<<<<
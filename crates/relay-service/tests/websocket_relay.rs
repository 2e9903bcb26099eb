//! End-to-end relay tests over real WebSocket connections.

#![allow(clippy::unwrap_used, clippy::expect_used)]

use relay_service::config::DEFAULT_ACK_MESSAGE;
use relay_service::transport::TransportSettings;
use relay_test_utils::{MockTicketService, TestRelayServer, WsClient, WsEvent};
use std::sync::Arc;
use std::time::Duration;

const QUIET: Duration = Duration::from_millis(200);

async fn join(server: &TestRelayServer) -> WsClient {
    let mut client = WsClient::connect(&server.ws_url()).await.unwrap();
    assert_eq!(client.next_text().await, DEFAULT_ACK_MESSAGE);
    client
}

async fn join_admitted(server: &TestRelayServer, ticket: &str) -> WsClient {
    let mut client = join(server).await;
    let before = server.tickets().validate_calls();
    client.send_text(ticket).await;
    // Admission produces no reply; wait until the hub has consumed the ticket.
    let deadline = tokio::time::Instant::now() + Duration::from_secs(5);
    while server.tickets().validate_calls() == before || server.tickets().is_valid(ticket) {
        assert!(tokio::time::Instant::now() < deadline, "ticket never validated");
        tokio::time::sleep(Duration::from_millis(10)).await;
    }
    client
}

#[tokio::test]
async fn test_connect_receives_acknowledgement() {
    let server = TestRelayServer::spawn(Arc::new(MockTicketService::new()))
        .await
        .unwrap();

    let _client = join(&server).await;

    server.wait_for_connections(1).await;
}

#[tokio::test]
async fn test_admitted_message_reaches_peers_not_sender() {
    let tickets = Arc::new(MockTicketService::with_tickets(&["T1"]));
    let server = TestRelayServer::spawn(tickets).await.unwrap();

    let mut x = join_admitted(&server, "T1").await;
    let mut y = join(&server).await;
    let mut z = join(&server).await;
    server.wait_for_connections(3).await;

    x.send_text("p(3,4)").await;

    assert_eq!(y.next_text().await, "p(3,4)");
    assert_eq!(z.next_text().await, "p(3,4)");
    x.expect_silence(QUIET).await;
}

#[tokio::test]
async fn test_invalid_ticket_closes_socket() {
    let tickets = Arc::new(MockTicketService::with_tickets(&["T1"]));
    let server = TestRelayServer::spawn(tickets).await.unwrap();

    let mut observer = join(&server).await;
    let mut y = join(&server).await;
    server.wait_for_connections(2).await;

    y.send_text("bogus").await;

    assert_eq!(y.expect_closed().await, Some(1008));
    server.wait_for_connections(1).await;
    observer.expect_silence(QUIET).await;
}

#[tokio::test]
async fn test_backend_outage_closes_socket() {
    let server = TestRelayServer::spawn(Arc::new(MockTicketService::failing()))
        .await
        .unwrap();

    let mut client = join(&server).await;
    client.send_text("1").await;

    assert_eq!(client.expect_closed().await, Some(1008));
    server.wait_for_connections(0).await;
}

#[tokio::test]
async fn test_two_publishers_exchange_messages() {
    let tickets = Arc::new(MockTicketService::with_tickets(&["TA", "TB"]));
    let server = TestRelayServer::spawn(tickets).await.unwrap();

    let mut a = join_admitted(&server, "TA").await;
    let mut b = join_admitted(&server, "TB").await;

    a.send_text("m1").await;
    assert_eq!(b.next_text().await, "m1");

    b.send_text("m2").await;
    assert_eq!(a.next_text().await, "m2");

    a.expect_silence(QUIET).await;
    b.expect_silence(QUIET).await;
}

#[tokio::test]
async fn test_issued_ticket_admits_over_websocket() {
    let server = TestRelayServer::spawn(Arc::new(MockTicketService::new()))
        .await
        .unwrap();

    let body: serde_json::Value = reqwest::get(format!("{}/getticket", server.url()))
        .await
        .unwrap()
        .json()
        .await
        .unwrap();
    let ticket = body["ticket"].as_u64().unwrap().to_string();

    let mut sender = join_admitted(&server, &ticket).await;
    let mut peer = join(&server).await;
    server.wait_for_connections(2).await;

    sender.send_text("hello").await;
    assert_eq!(peer.next_text().await, "hello");
}

#[tokio::test]
async fn test_utf8_binary_frame_is_relayed_as_text() {
    let tickets = Arc::new(MockTicketService::with_tickets(&["T1"]));
    let server = TestRelayServer::spawn(tickets).await.unwrap();

    let mut sender = join_admitted(&server, "T1").await;
    let mut peer = join(&server).await;
    server.wait_for_connections(2).await;

    sender.send_binary(vec![0xff, 0xfe]).await;
    sender.send_binary(b"p(1,2)".to_vec()).await;

    assert_eq!(peer.next_text().await, "p(1,2)");
}

#[tokio::test]
async fn test_client_close_removes_connection() {
    let tickets = Arc::new(MockTicketService::with_tickets(&["T1"]));
    let server = TestRelayServer::spawn(tickets).await.unwrap();

    let mut sender = join_admitted(&server, "T1").await;
    let leaving = join(&server).await;
    server.wait_for_connections(2).await;

    leaving.close().await;
    server.wait_for_connections(1).await;

    // Fan-out with nobody left to receive still works.
    sender.send_text("anyone?").await;
    sender.expect_silence(QUIET).await;
    assert_eq!(server.hub().connection_count(), 1);
}

#[tokio::test]
async fn test_shutdown_closes_connections() {
    let server = TestRelayServer::spawn(Arc::new(MockTicketService::new()))
        .await
        .unwrap();

    let mut client = join(&server).await;
    server.wait_for_connections(1).await;

    server.cancel_connections();

    assert_eq!(client.expect_closed().await, Some(1001));
    server.wait_for_connections(0).await;
}

#[tokio::test]
async fn test_small_queue_still_delivers_in_order() {
    let tickets = Arc::new(MockTicketService::with_tickets(&["T1"]));
    let server = TestRelayServer::spawn_with_settings(
        tickets,
        TransportSettings {
            send_queue_capacity: 4,
            send_timeout: Duration::from_secs(2),
        },
    )
    .await
    .unwrap();

    let mut sender = join_admitted(&server, "T1").await;
    let mut peer = join(&server).await;
    server.wait_for_connections(2).await;

    for i in 0..3 {
        sender.send_text(&format!("m{i}")).await;
        assert_eq!(peer.next_text().await, format!("m{i}"));
    }

    match peer.next_event_within(QUIET).await {
        None => {}
        Some(WsEvent::Text(text)) => panic!("unexpected message {text:?}"),
        Some(WsEvent::Closed(code)) => panic!("unexpected close {code:?}"),
    }
}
>>>>
--- Exercise aim ---
The first line of the entries above marks where to begin; repeat each line exactly through the one that contains "client.send_text(ticket).await;", and include that line.

--- Exercise response ---
filename crates/relay-service/tests/websocket_relay.rs
repository 2e9903bcb26099eb
//! End-to-end relay tests over real WebSocket connections.

#![allow(clippy::unwrap_used, clippy::expect_used)]

use relay_service::config::DEFAULT_ACK_MESSAGE;
use relay_service::transport::TransportSettings;
use relay_test_utils::{MockTicketService, TestRelayServer, WsClient, WsEvent};
use std::sync::Arc;
use std::time::Duration;

const QUIET: Duration = Duration::from_millis(200);

async fn join(server: &TestRelayServer) -> WsClient {
    let mut client = WsClient::connect(&server.ws_url()).await.unwrap();
    assert_eq!(client.next_text().await, DEFAULT_ACK_MESSAGE);
    client
}

async fn join_admitted(server: &TestRelayServer, ticket: &str) -> WsClient {
    let mut client = join(server).await;
    let before = server.tickets().validate_calls();
    client.send_text(ticket).await;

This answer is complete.